LLVM ERROR: ran out of registers during register allocation

Hello,

I’m getting the “LLVM ERROR: ran out of registers during register allocation” error message for an out of tree target I’m developing. This is happening for the following piece of C code:

struct ss
{
int a;
int b;
int c;
};
void loop(struct ss *x, struct ss **y, int z)
{
int i;
for (i=0; i<z; ++i)
{
x->c += y[i]->b;
}
}

The problem relies in the register classes for the load and store with displacement instructions:

  • load DREGS:$dst, PTR:$p
  • store DREGS:$src, PTR:$p
    where DREGS is a regclass composed of 16 registers and PTR is a regclass composed of 2 registers, but the key point here is that PTR is a subset of DREGS, so cross class copies are perfectly allowed.
    One of the 2 registers in the PTR regclass is reserved for the frame pointer, leaving only one register to access both x and y[i] in the code above, which seems to confuse the regalloc. Implementing getLargestLegalSuperClass() sort of helped for simpler functions, but not for this one.
    This code can be register-allocted if the addresses of both x and y[i] are cross class copied to DREGS registers to temporarily store these values and then when required copied back to the the register in PTR to access them in memory.

Any help for a solution or a workaround will be greatly appreciated since this problem is severily limiting the complexity of the programs that I can currently compile.

Thanks.

Those are some severe constraints on register allocation, but it ought to be possible anyway.

You may wan't to investigate how RAGreedy::canEvictInterference() is behaving.

/jakob

Hello Jakob,

Those are some severe constraints on register allocation, but it ought to be possible anyway.

Indeed, these constraints aren’t playing very well with the register allocator :\

You may wan’t to investigate how RAGreedy::canEvictInterference() is behaving.

Ok, this is what I’ve noticed, not sure if it makes sense at all but, regalloc fails with the following sequence:

  1. directly assign the physreg in PTR RC to a virtX.
  2. for a virtY which also belongs to the PTR RC, try to evict: call canEvictInterference() for virtY which interferes with virtX, returns true. evict and unassign virtX and assign physreg to virtY.
  3. for a virtZ which also belongs to the PTR RC, try to evict: call canEvictInterference() for virtZ which interferes with virtY, both VirtReg.isSpillable() and Intf->isSpillable() return false, can’t evict, wait for a second round and queue new interval.
  4. do some work unrelated to these vregs.
  5. when selectOrSplit is called again for virtZ it falls through down to the return ~0u line and fails.

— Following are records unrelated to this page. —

//! FILENAME: query-engine/src/query.rs
//! The query facade owning the active dataset.
//!
//! A load builds an immutable bundle (indexed store, hierarchy tree,
//! fresh result cache) and swaps it in under a write lock, so queries on
//! the old dataset finish against the old bundle and the cache can never
//! serve a result from a previous generation. Reads take the lock
//! shared; only the cache needs its own mutex because hits update
//! recency.

use std::sync::atomic::{AtomicU64, Ordering};
use std::sync::{Arc, Mutex, MutexGuard, RwLock, RwLockReadGuard};
use std::time::Instant;

use engine::{Dimension, FilterCriteria, IndexedStore, LoadOutcome, Totals};
use log::{debug, error, info};

use crate::cache::{ResultCache, DEFAULT_CACHE_CAPACITY};
use crate::hierarchy::HierarchyTree;
use crate::view::{
    DateRange, EngineStats, FilterOptions, GroupSummary, LoadSummary, QueryResult, TotalsSummary,
};

/// Everything derived from one loaded dataset. Replaced wholesale on
/// reload.
struct DatasetState {
    store: IndexedStore,
    hierarchy: HierarchyTree,
    cache: Mutex<ResultCache>,
    build_ms: u64,
}

pub struct QueryEngine {
    state: RwLock<Option<DatasetState>>,
    cache_capacity: usize,
    generation: AtomicU64,
}

impl QueryEngine {
    pub fn new() -> Self {
        Self::with_cache_capacity(DEFAULT_CACHE_CAPACITY)
    }

    pub fn with_cache_capacity(cache_capacity: usize) -> Self {
        QueryEngine {
            state: RwLock::new(None),
            cache_capacity,
            generation: AtomicU64::new(0),
        }
    }

    // ========================================================================
    // LOADING
    // ========================================================================

    /// Replaces the active dataset with the given load outcome. The old
    /// store, hierarchy and cache are dropped together.
    pub fn load(&self, outcome: LoadOutcome) -> LoadSummary {
        let started = Instant::now();

        let store = IndexedStore::build(outcome.records);
        let hierarchy = HierarchyTree::build(store.records());
        let build_ms = started.elapsed().as_millis() as u64;

        let summary = LoadSummary {
            row_count: store.len(),
            warning_count: outcome.warning_count,
            date_range: date_range(&store),
            entity_type_count: store.distinct_values(Dimension::EntityType).len(),
            entity_sub_type_count: store.distinct_values(Dimension::EntitySubType).len(),
            entity_name_count: store.distinct_values(Dimension::EntityName).len(),
        };

        let state = DatasetState {
            store,
            hierarchy,
            cache: Mutex::new(ResultCache::new(self.cache_capacity)),
            build_ms,
        };

        *write_lock(&self.state) = Some(state);
        let generation = self.generation.fetch_add(1, Ordering::SeqCst) + 1;

        info!(
            "loaded dataset generation {}: {} rows, {} warnings, built in {} ms",
            generation, summary.row_count, summary.warning_count, build_ms
        );
        summary
    }

    pub fn is_loaded(&self) -> bool {
        read_lock(&self.state).is_some()
    }

    // ========================================================================
    // QUERIES
    // ========================================================================

    /// Runs a filtered query, serving repeats from the result cache.
    ///
    /// Cached totals are re-checked against the hierarchy tree before
    /// being served; on a mismatch the cache is discarded and the result
    /// recomputed from the store.
    pub fn query(&self, criteria: &FilterCriteria) -> Arc<QueryResult> {
        let guard = read_lock(&self.state);
        let state = match guard.as_ref() {
            Some(state) => state,
            None => return Arc::new(empty_result()),
        };

        let (tree_totals, tree_count) = state.hierarchy.totals(criteria);

        if let Some(cached) = lock_cache(state).get(criteria) {
            if cached.totals == tree_totals && cached.count as u64 == tree_count {
                return cached;
            }
            error!(
                "cached result for {:?} disagrees with the hierarchy tree, discarding cache",
                criteria
            );
            lock_cache(state).clear();
        }

        let result = Arc::new(compute_result(state, criteria, tree_totals, tree_count));
        lock_cache(state).insert(criteria.clone(), Arc::clone(&result));
        result
    }

    /// Totals and count only, answered from the hierarchy tree without
    /// materializing rows.
    pub fn query_totals(&self, criteria: &FilterCriteria) -> TotalsSummary {
        let guard = read_lock(&self.state);
        match guard.as_ref() {
            Some(state) => {
                let (totals, count) = state.hierarchy.totals(criteria);
                TotalsSummary { count, totals }
            }
            None => TotalsSummary {
                count: 0,
                totals: Totals::default(),
            },
        }
    }

    /// The child groups at the first unconstrained hierarchy level.
    pub fn group_summaries(&self, criteria: &FilterCriteria) -> Vec<GroupSummary> {
        let guard = read_lock(&self.state);
        match guard.as_ref() {
            Some(state) => state.hierarchy.group_summaries(criteria),
            None => Vec::new(),
        }
    }

    /// Distinct values per dimension for populating filter dropdowns.
    pub fn filter_options(&self) -> FilterOptions {
        let guard = read_lock(&self.state);
        match guard.as_ref() {
            Some(state) => FilterOptions {
                dates: state.store.distinct_values(Dimension::Date),
                entity_types: state.store.distinct_values(Dimension::EntityType),
                entity_sub_types: state.store.distinct_values(Dimension::EntitySubType),
                entity_names: state.store.distinct_values(Dimension::EntityName),
            },
            None => FilterOptions::default(),
        }
    }

    pub fn stats(&self) -> EngineStats {
        let guard = read_lock(&self.state);
        match guard.as_ref() {
            Some(state) => {
                let cache = lock_cache(state);
                EngineStats {
                    row_count: state.store.len(),
                    cache_entries: cache.len(),
                    cache_hits: cache.hits(),
                    cache_misses: cache.misses(),
                    last_build_ms: state.build_ms,
                    generation: self.generation.load(Ordering::SeqCst),
                }
            }
            None => EngineStats::default(),
        }
    }
}

impl Default for QueryEngine {
    fn default() -> Self {
        Self::new()
    }
}

// ============================================================================
// INTERNALS
// ============================================================================

fn compute_result(
    state: &DatasetState,
    criteria: &FilterCriteria,
    tree_totals: Totals,
    tree_count: u64,
) -> QueryResult {
    let rows: Vec<_> = state
        .store
        .filter(criteria)
        .into_iter()
        .cloned()
        .collect();
    if rows.is_empty() {
        debug!("query {:?} matched no rows", criteria);
    }

    debug_assert_eq!(rows.len() as u64, tree_count);
    debug_assert!(totals_close(&Totals::from_records(rows.iter()), &tree_totals));

    QueryResult {
        count: rows.len(),
        totals: tree_totals,
        rows,
    }
}

fn empty_result() -> QueryResult {
    QueryResult {
        rows: Vec::new(),
        totals: Totals::default(),
        count: 0,
    }
}

fn date_range(store: &IndexedStore) -> Option<DateRange> {
    let start = store.records().iter().map(|r| r.date).min()?;
    let end = store.records().iter().map(|r| r.date).max()?;
    Some(DateRange { start, end })
}

/// Row-order summation and the tree walk may associate float additions
/// differently, so the debug check tolerates rounding noise.
fn totals_close(a: &Totals, b: &Totals) -> bool {
    fn close(x: f64, y: f64) -> bool {
        (x - y).abs() <= 1e-6 * (1.0 + x.abs().max(y.abs()))
    }
    close(a.cash_dr, b.cash_dr)
        && close(a.cash_cr, b.cash_cr)
        && close(a.bank_dr, b.bank_dr)
        && close(a.bank_cr, b.bank_cr)
}

// Lock poisoning only happens after a panic in another thread; the data
// under these locks is still structurally valid, so recover the guard.
fn read_lock<T>(lock: &RwLock<T>) -> RwLockReadGuard<'_, T> {
    lock.read().unwrap_or_else(|e| e.into_inner())
}

fn write_lock<T>(lock: &RwLock<T>) -> std::sync::RwLockWriteGuard<'_, T> {
    lock.write().unwrap_or_else(|e| e.into_inner())
}

fn lock_cache(state: &DatasetState) -> MutexGuard<'_, ResultCache> {
    state.cache.lock().unwrap_or_else(|e| e.into_inner())
}

#[cfg(test)]
mod tests {
    use super::*;
    use chrono::NaiveDate;
    use engine::{load_records, RawTable, RawValue, COLUMNS};

    fn raw_row(date: &str, entity_type: &str, name: &str, cash_dr: f64) -> Vec<RawValue> {
        vec![
            RawValue::Text(date.to_string()),
            RawValue::Text(entity_type.to_string()),
            RawValue::Text("Retail".to_string()),
            RawValue::Text(name.to_string()),
            RawValue::Text("Receipt".to_string()),
            RawValue::Text("payment".to_string()),
            RawValue::Number(cash_dr),
            RawValue::Empty,
            RawValue::Empty,
            RawValue::Empty,
        ]
    }

    fn loaded_engine() -> QueryEngine {
        let table = RawTable {
            headers: COLUMNS.iter().map(|c| c.to_string()).collect(),
            rows: vec![
                raw_row("2024-01-01", "Customer", "ABC Corp", 100.0),
                raw_row("2024-01-01", "Customer", "DEF Inc", 50.0),
                raw_row("2024-01-02", "Vendor", "ABC Corp", 25.0),
            ],
        };
        let engine = QueryEngine::new();
        engine.load(load_records(&table).unwrap());
        engine
    }

    #[test]
    fn load_summary_reports_diagnostics() {
        let engine = loaded_engine();
        assert!(engine.is_loaded());

        let stats = engine.stats();
        assert_eq!(stats.row_count, 3);
        assert_eq!(stats.generation, 1);

        let options = engine.filter_options();
        assert_eq!(options.dates, vec!["2024-01-01", "2024-01-02"]);
        assert_eq!(options.entity_types, vec!["Customer", "Vendor"]);
    }

    #[test]
    fn load_summary_includes_date_range() {
        let table = RawTable {
            headers: COLUMNS.iter().map(|c| c.to_string()).collect(),
            rows: vec![
                raw_row("2024-01-05", "Customer", "ABC Corp", 1.0),
                raw_row("2024-01-02", "Vendor", "XYZ Ltd", 2.0),
            ],
        };
        let engine = QueryEngine::new();
        let summary = engine.load(load_records(&table).unwrap());
        let range = summary.date_range.unwrap();
        assert_eq!(range.start, NaiveDate::from_ymd_opt(2024, 1, 2).unwrap());
        assert_eq!(range.end, NaiveDate::from_ymd_opt(2024, 1, 5).unwrap());
        assert_eq!(summary.entity_type_count, 2);
        assert_eq!(summary.entity_name_count, 2);
    }

    #[test]
    fn repeated_query_is_served_from_cache() {
        let engine = loaded_engine();
        let criteria = FilterCriteria {
            entity_type: Some("Customer".to_string()),
            ..FilterCriteria::default()
        };

        let first = engine.query(&criteria);
        let second = engine.query(&criteria);
        assert!(Arc::ptr_eq(&first, &second));

        let stats = engine.stats();
        assert_eq!(stats.cache_hits, 1);
        assert_eq!(stats.cache_misses, 1);
        assert_eq!(stats.cache_entries, 1);
    }

    #[test]
    fn query_totals_match_row_sums() {
        let engine = loaded_engine();
        let criteria = FilterCriteria {
            date: NaiveDate::from_ymd_opt(2024, 1, 1),
            ..FilterCriteria::default()
        };
        let result = engine.query(&criteria);
        assert_eq!(result.count, 2);
        assert_eq!(result.totals.cash_dr, 150.0);
        assert_eq!(
            result.totals,
            Totals::from_records(result.rows.iter())
        );

        let totals = engine.query_totals(&criteria);
        assert_eq!(totals.count, 2);
        assert_eq!(totals.totals, result.totals);
    }

    #[test]
    fn reload_discards_cached_results() {
        let engine = loaded_engine();
        let criteria = FilterCriteria::unfiltered();
        assert_eq!(engine.query(&criteria).count, 3);

        let table = RawTable {
            headers: COLUMNS.iter().map(|c| c.to_string()).collect(),
            rows: vec![raw_row("2024-02-01", "Customer", "New Co", 9.0)],
        };
        engine.load(load_records(&table).unwrap());

        let result = engine.query(&criteria);
        assert_eq!(result.count, 1);
        assert_eq!(result.totals.cash_dr, 9.0);
        assert_eq!(engine.stats().generation, 2);
    }

    #[test]
    fn unloaded_engine_answers_empty() {
        let engine = QueryEngine::new();
        assert!(!engine.is_loaded());
        assert_eq!(engine.query(&FilterCriteria::unfiltered()).count, 0);
        assert_eq!(engine.query_totals(&FilterCriteria::unfiltered()).count, 0);
        assert!(engine.group_summaries(&FilterCriteria::unfiltered()).is_empty());
        assert_eq!(engine.filter_options(), FilterOptions::default());
        assert_eq!(engine.stats(), EngineStats::default());
    }

    #[test]
    fn group_summaries_come_from_the_tree() {
        let engine = loaded_engine();
        let groups = engine.group_summaries(&FilterCriteria::unfiltered());
        assert_eq!(groups.len(), 2);
        assert_eq!(groups[0].key, "2024-01-01");
        assert_eq!(groups[0].count, 2);
    }
}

This issue can be very easily reproduced with the Thumb2 target by doing the following few changes:

  1. declare a PTRRC regclass in ARMRegisterInfo.td with only one physreg:
    def PTRRC : RegisterClass<“ARM”, [i32], 32, (add R6)>;

  2. modify the RC used in the addr_offset_none addressing mode in ARMInstrInfo.td around line 947 to:
    let MIOperandInfo = (ops PTRRC:$base);
    (this is used by the t2LDR_POST instruction)

  3. and likewise modify the t2addrmode_imm12 addressing mode in ARMInstrThumb2.td around line 151 to:
    let MIOperandInfo = (ops PTRRC:$base, i32imm:$offsimm);
    (used by the load/store instructions)

then compile with -O3 and done :slight_smile:

In addition, I’ve attached the debugging info generated by the regalloc for the Thumb2 target. The main difference of the debug output using my target is that I didn’t get any spill code like Thumb2 has, probably because i have far more free regs available.

Thanks for your help.

dbg (128 KB)

Hello Jakob,

I think I’ve found something interesting that may help you get a better idea of what’s going on.

While looking at the debug info I noticed that the coalescer was removing lots of copies that could help the allocator make more cross class copies. As a test, I disabled the join-liveintervals option in the coalescer which gave me the surprise of making the regalloc succeed. To show what I mean, I’m attaching two text files that show the debug info generated when this option is enabled and disabled for my target.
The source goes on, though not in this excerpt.